HOW TO COMPLETE THIS TASK - Which lines below mention "MutexGuard"? Pick each one out.

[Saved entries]
Content starts
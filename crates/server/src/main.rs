// crates/server/src/main.rs
//! crysta-view server binary.
//!
//! Resolves configuration, installs tracing and metrics, then serves the API
//! (and the front-end build when one is found) until Ctrl+C.

use std::sync::Arc;
use std::time::Instant;

use anyhow::{Context, Result};
use chrono::Utc;
use clap::Parser;
use crysta_view_core::{FileStorage, SessionStorage};
use crysta_view_db::Database;
use crysta_view_observability::init_tracing;
use crysta_view_server::{create_app_with_static, init_metrics, AppState, Backend, Cli, ServerConfig};

fn build_state(config: &ServerConfig) -> Result<Arc<AppState>> {
    match &config.backend {
        Backend::Demo => {
            let (state, _store) = AppState::demo(Utc::now());
            tracing::warn!("demo mode: serving seeded sample data from memory");
            Ok(state)
        }
        Backend::Remote(rest) => {
            let db = Database::connect(rest.clone()).context("failed to build backend client")?;
            let storage: Arc<dyn SessionStorage> = Arc::new(FileStorage::new(&config.session_file));
            tracing::info!(
                backend = %rest.url,
                session_file = %config.session_file.display(),
                "backend configured"
            );
            Ok(AppState::new(db, storage))
        }
    }
}

async fn shutdown_signal() {
    if let Err(e) = tokio::signal::ctrl_c().await {
        tracing::warn!(error = %e, "failed to listen for Ctrl+C");
        std::future::pending::<()>().await;
    }
    tracing::info!("shutdown requested");
}

#[tokio::main]
async fn main() -> Result<()> {
    let startup_start = Instant::now();
    let cli = Cli::parse();
    let config = ServerConfig::resolve(cli, &|key| std::env::var(key).ok())?;

    // Keep the guard alive so buffered log lines and Sentry events flush on exit.
    let _observability = init_tracing(&config.log)?;
    init_metrics();

    eprintln!("\n\u{1f4ca} crysta-view v{}\n", env!("CARGO_PKG_VERSION"));

    let state = build_state(&config)?;
    let app = create_app_with_static(state, config.static_dir.clone());

    let listener = tokio::net::TcpListener::bind(config.addr)
        .await
        .with_context(|| format!("failed to bind {}", config.addr))?;

    eprintln!(
        "  \u{2713} Ready in {}ms",
        startup_start.elapsed().as_millis()
    );
    eprintln!("  \u{2192} http://{}\n", config.addr);
    if let Some(dir) = &config.static_dir {
        eprintln!("  serving {}\n", dir.display());
    }

    axum::serve(listener, app)
        .with_graceful_shutdown(shutdown_signal())
        .await?;

    tracing::info!("server stopped");
    Ok(())
}
// crates/db/src/memory.rs
//! In-process data source with PostgREST filter semantics.
//!
//! Used by tests and by `--demo` mode. Every executed query is logged so
//! tests can assert on what was asked of the backend.

use std::cmp::Ordering;
use std::collections::{HashMap, HashSet};
use std::sync::atomic::{AtomicBool, Ordering as AtomicOrdering};
use std::sync::{Mutex, MutexGuard};

use async_trait::async_trait;
use crysta_view_core::transform::parse_timestamp;
use crysta_view_core::{ChatHistory, Lead};
use serde::Serialize;
use serde_json::{Map, Value};

use crate::query::{Filter, Query, Table};
use crate::source::{DataSource, QueryResponse};
use crate::{DbError, DbResult};

#[derive(Debug, Default)]
pub struct MemoryStore {
    tables: Mutex<HashMap<Table, Vec<Value>>>,
    executed: Mutex<Vec<Query>>,
    failing: Mutex<HashSet<Table>>,
    failing_text_search: AtomicBool,
}

fn lock<T>(m: &Mutex<T>) -> MutexGuard<'_, T> {
    m.lock().unwrap_or_else(|e| e.into_inner())
}

impl MemoryStore {
    pub fn new() -> Self {
        Self::default()
    }

    pub fn insert_rows(&self, table: Table, rows: impl IntoIterator<Item = Value>) {
        lock(&self.tables).entry(table).or_default().extend(rows);
    }

    pub fn insert_leads(&self, leads: &[Lead]) {
        self.insert_rows(Table::Users, leads.iter().filter_map(to_row));
    }

    pub fn insert_chats(&self, chats: &[ChatHistory]) {
        self.insert_rows(Table::ChatHistories, chats.iter().filter_map(to_row));
    }

    pub fn row_count(&self, table: Table) -> usize {
        lock(&self.tables).get(&table).map_or(0, Vec::len)
    }

    /// Make every query against `table` fail until `heal_table` is called.
    pub fn fail_table(&self, table: Table) {
        lock(&self.failing).insert(table);
    }

    pub fn heal_table(&self, table: Table) {
        lock(&self.failing).remove(&table);
    }

    /// Make every query carrying a full-text search filter fail, whatever
    /// its table, until `heal_text_search` is called.
    pub fn fail_text_search(&self) {
        self.failing_text_search.store(true, AtomicOrdering::SeqCst);
    }

    pub fn heal_text_search(&self) {
        self.failing_text_search.store(false, AtomicOrdering::SeqCst);
    }

    /// Queries executed so far, oldest first.
    pub fn executed(&self) -> Vec<Query> {
        lock(&self.executed).clone()
    }

    pub fn executed_against(&self, table: Table) -> usize {
        lock(&self.executed).iter().filter(|q| q.table == table).count()
    }

    pub fn clear_log(&self) {
        lock(&self.executed).clear();
    }

    fn run(&self, query: &Query) -> DbResult<QueryResponse> {
        if lock(&self.failing).contains(&query.table) {
            return Err(DbError::Remote {
                status: 503,
                code: None,
                message: format!("{} is unavailable", query.table),
            });
        }
        if self.failing_text_search.load(AtomicOrdering::SeqCst)
            && query.filters.iter().any(|f| matches!(f, Filter::TextSearch { .. }))
        {
            return Err(DbError::Remote {
                status: 400,
                code: Some("42601".to_string()),
                message: "syntax error in tsquery".to_string(),
            });
        }

        let tables = lock(&self.tables);
        let mut rows: Vec<&Value> = tables
            .get(&query.table)
            .map(|rows| rows.iter().filter(|row| matches_all(row, &query.filters)).collect())
            .unwrap_or_default();
        let count = query.count.map(|_| rows.len() as u64);

        if let Some(order) = &query.order {
            rows.sort_by(|a, b| {
                let ord = compare_values(a.get(&order.column), b.get(&order.column));
                if order.ascending {
                    ord
                } else {
                    ord.reverse()
                }
            });
        }

        if query.is_head() {
            return Ok(QueryResponse {
                rows: Vec::new(),
                count,
            });
        }

        let offset = query.offset.unwrap_or(0);
        let limit = query.limit.unwrap_or(usize::MAX);
        let rows = rows
            .into_iter()
            .skip(offset)
            .take(limit)
            .map(|row| project(row, &query.columns))
            .collect();
        Ok(QueryResponse { rows, count })
    }
}

#[async_trait]
impl DataSource for MemoryStore {
    async fn execute(&self, query: &Query) -> DbResult<QueryResponse> {
        lock(&self.executed).push(query.clone());
        self.run(query)
    }
}

fn to_row<T: Serialize>(value: &T) -> Option<Value> {
    serde_json::to_value(value).ok()
}

/// Text form of a column, `None` for null or missing.
fn column_text(row: &Value, column: &str) -> Option<String> {
    match row.get(column)? {
        Value::Null => None,
        Value::String(s) => Some(s.clone()),
        other => Some(other.to_string()),
    }
}

fn matches_all(row: &Value, filters: &[Filter]) -> bool {
    filters.iter().all(|f| matches(row, f))
}

fn matches(row: &Value, filter: &Filter) -> bool {
    match filter {
        Filter::Eq { column, value } => column_text(row, column).as_deref() == Some(value.as_str()),
        Filter::IlikeAny { columns, term } => {
            let needle = term.to_lowercase();
            columns.iter().any(|c| {
                column_text(row, c).is_some_and(|text| text.to_lowercase().contains(&needle))
            })
        }
        Filter::In { column, values } => {
            column_text(row, column).is_some_and(|text| values.iter().any(|v| *v == text))
        }
        Filter::Gte { column, value } => column_text(row, column)
            .is_some_and(|text| compare_text(&text, value) != Ordering::Less),
        Filter::Lte { column, value } => column_text(row, column)
            .is_some_and(|text| compare_text(&text, value) != Ordering::Greater),
        Filter::NotNull { column } => column_text(row, column).is_some(),
        Filter::TextSearch { column, term } => {
            let Some(text) = column_text(row, column) else {
                return false;
            };
            let text = text.to_lowercase();
            let mut words = term.split_whitespace().peekable();
            words.peek().is_some() && words.all(|w| text.contains(&w.to_lowercase()))
        }
    }
}

/// Compare as timestamps when both sides parse, then as numbers, then as
/// strings.
fn compare_text(a: &str, b: &str) -> Ordering {
    if let (Some(x), Some(y)) = (parse_timestamp(a), parse_timestamp(b)) {
        return x.cmp(&y);
    }
    if let (Ok(x), Ok(y)) = (a.parse::<f64>(), b.parse::<f64>()) {
        return x.partial_cmp(&y).unwrap_or(Ordering::Equal);
    }
    a.cmp(b)
}

/// Ascending order with nulls last, as Postgres sorts.
fn compare_values(a: Option<&Value>, b: Option<&Value>) -> Ordering {
    let a = a.filter(|v| !v.is_null());
    let b = b.filter(|v| !v.is_null());
    match (a, b) {
        (None, None) => Ordering::Equal,
        (None, Some(_)) => Ordering::Greater,
        (Some(_), None) => Ordering::Less,
        (Some(Value::Number(x)), Some(Value::Number(y))) => {
            let (x, y) = (x.as_f64().unwrap_or(0.0), y.as_f64().unwrap_or(0.0));
            x.partial_cmp(&y).unwrap_or(Ordering::Equal)
        }
        (Some(Value::String(x)), Some(Value::String(y))) => compare_text(x, y),
        (Some(x), Some(y)) => x.to_string().cmp(&y.to_string()),
    }
}

fn project(row: &Value, columns: &str) -> Value {
    if columns.trim() == "*" {
        return row.clone();
    }
    let Some(object) = row.as_object() else {
        return row.clone();
    };
    let picked: Map<String, Value> = columns
        .split(',')
        .map(str::trim)
        .filter_map(|c| object.get(c).map(|v| (c.to_string(), v.clone())))
        .collect();
    Value::Object(picked)
}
Content ends
REPLY TO THE TASK -
use std::sync::{Mutex, MutexGuard};
fn lock<T>(m: &Mutex<T>) -> MutexGuard<'_, T> {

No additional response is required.